Em outubro do ano passado, os Jogos Cimarianos completaram
40 anos. Quarenta anos! De 71 a 2011 essas competições vêm fazendo história na
Unidade Educacional Coração Imaculado de Maria. Para os íntimos ou ex-alunos:
UNECIM. Daí o adjetivo Cimarianos. Comecei a estudar na UNECIM em 78, no Jardim
II, e com essa turma fui até a oitava série do primeiro grau. Juntos,
aprendemos a ler e escrever, a falar e nos expressar, a pensar, a pintar e
jogar bolas: de ping-pong, futebol, voleibol, hand. Envelhecemos juntos a maior
parte das nossas infâncias. Crescemos ali, palmo a palmo. Um na carteira da
frente, outro na carteira do lado. Ora prestando atenção nas aulas, ora
prestando atenção nas meninas, ora nos meninos, tão feinhos ano passado, mas
esse ano tão lindos! Crescemos. Pelos, peitos, pernas, pomos. Adões e Evas. E
de ano em ano exibíamos nossas aptidões ou inaptidões nos Jogos Cimarianos.
Houve um ano em que eu competi pela minha turma em tudo que era possível:
futebol, basquete, vôlei, até salto em altura! Naquele ano, eu até ganhei uma
medalha de goleira revelação. Foi no hand. Eu estava tão bem que meu professor
de Educação Física veio conversar comigo no meio jogo para elogiar meu
desempenho. Bem nessa hora o time adversário fez um gol. Também, pudera, não é?
Mas os
Jogos Cimarianos não trazem lembranças só das competições. O que mais salta à
memória era os uniformes. Todo ano era um calçãozinho King, uma camiseta Hering
e o velho e bom Kichute, que nos acompanhava o ano inteiro. Cada turma com o
calção da sua cor. Aí à medida que crescíamos passávamos por todas as cores.

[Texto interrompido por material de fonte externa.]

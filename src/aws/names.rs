use lazy_static::lazy_static;
use regex::Regex;

lazy_static! {
    static ref BUCKET_NAME: Regex = Regex::new(r"^[a-z0-9][a-z0-9.-]{1,61}[a-z0-9]$").unwrap();
    static ref IPV4_LIKE: Regex = Regex::new(r"^\d+\.\d+\.\d+\.\d+$").unwrap();
    static ref FUNCTION_NAME: Regex = Regex::new(r"^[A-Za-z0-9_-]{1,64}$").unwrap();
    static ref QUEUE_NAME: Regex =
        Regex::new(r"^(?:[A-Za-z0-9_-]{1,80}|[A-Za-z0-9_-]{1,75}\.fifo)$").unwrap();
}

/// Checks an S3 bucket name against the general purpose bucket naming rules.
pub fn check_bucket_name(name: &str) -> Result<(), &'static str> {
    if !BUCKET_NAME.is_match(name) {
        return Err("use 3-63 lowercase letters, digits, dots or hyphens, starting and ending with a letter or digit");
    }
    if name.contains("..") {
        return Err("must not contain two adjacent periods");
    }
    if IPV4_LIKE.is_match(name) {
        return Err("must not be formatted as an IP address");
    }
    Ok(())
}

pub fn check_function_name(name: &str) -> Result<(), &'static str> {
    if FUNCTION_NAME.is_match(name) {
        Ok(())
    } else {
        Err("use 1-64 letters, digits, hyphens or underscores")
    }
}

pub fn check_queue_name(name: &str) -> Result<(), &'static str> {
    if QUEUE_NAME.is_match(name) {
        Ok(())
    } else {
        Err("use up to 80 letters, digits, hyphens or underscores, optionally ending in .fifo")
    }
}

#[cfg(test)]
mod tests {
    use super::*;

    #[test]
    fn test_bucket_names() {
        assert!(check_bucket_name("demo-bucket").is_ok());
        assert!(check_bucket_name("karp.assets.2025").is_ok());

        assert!(check_bucket_name("ab").is_err());
        assert!(check_bucket_name("Demo-Bucket").is_err());
        assert!(check_bucket_name("-leading-hyphen").is_err());
        assert!(check_bucket_name("double..dot").is_err());
        assert!(check_bucket_name("192.168.5.4").is_err());
        assert!(check_bucket_name(&"a".repeat(64)).is_err());
    }

    #[test]
    fn test_function_names() {
        assert!(check_function_name("resize_images-v2").is_ok());
        assert!(check_function_name("has space").is_err());
        assert!(check_function_name(&"f".repeat(65)).is_err());
    }

    #[test]
    fn test_queue_names() {
        assert!(check_queue_name("jobs").is_ok());
        assert!(check_queue_name("jobs.fifo").is_ok());
        assert!(check_queue_name("jobs.standard").is_err());
        assert!(check_queue_name(&"q".repeat(81)).is_err());
    }
}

Verde, amarelo, azul, vermelho, vinho, preto. Era bonito ver, no desfile de
abertura dos jogos, aquela ruma de menino, tudo organizadinho por cores. E mais,
tinha a eleição da Rainha dos Jogos. Era sim. Cada turma elegia, por voto
direto e secreto, sua rainha, que desfilava na frente dos súditos com a
bandeira da sala, no dia da abertura. A Rainha era sempre a menina mais bonita.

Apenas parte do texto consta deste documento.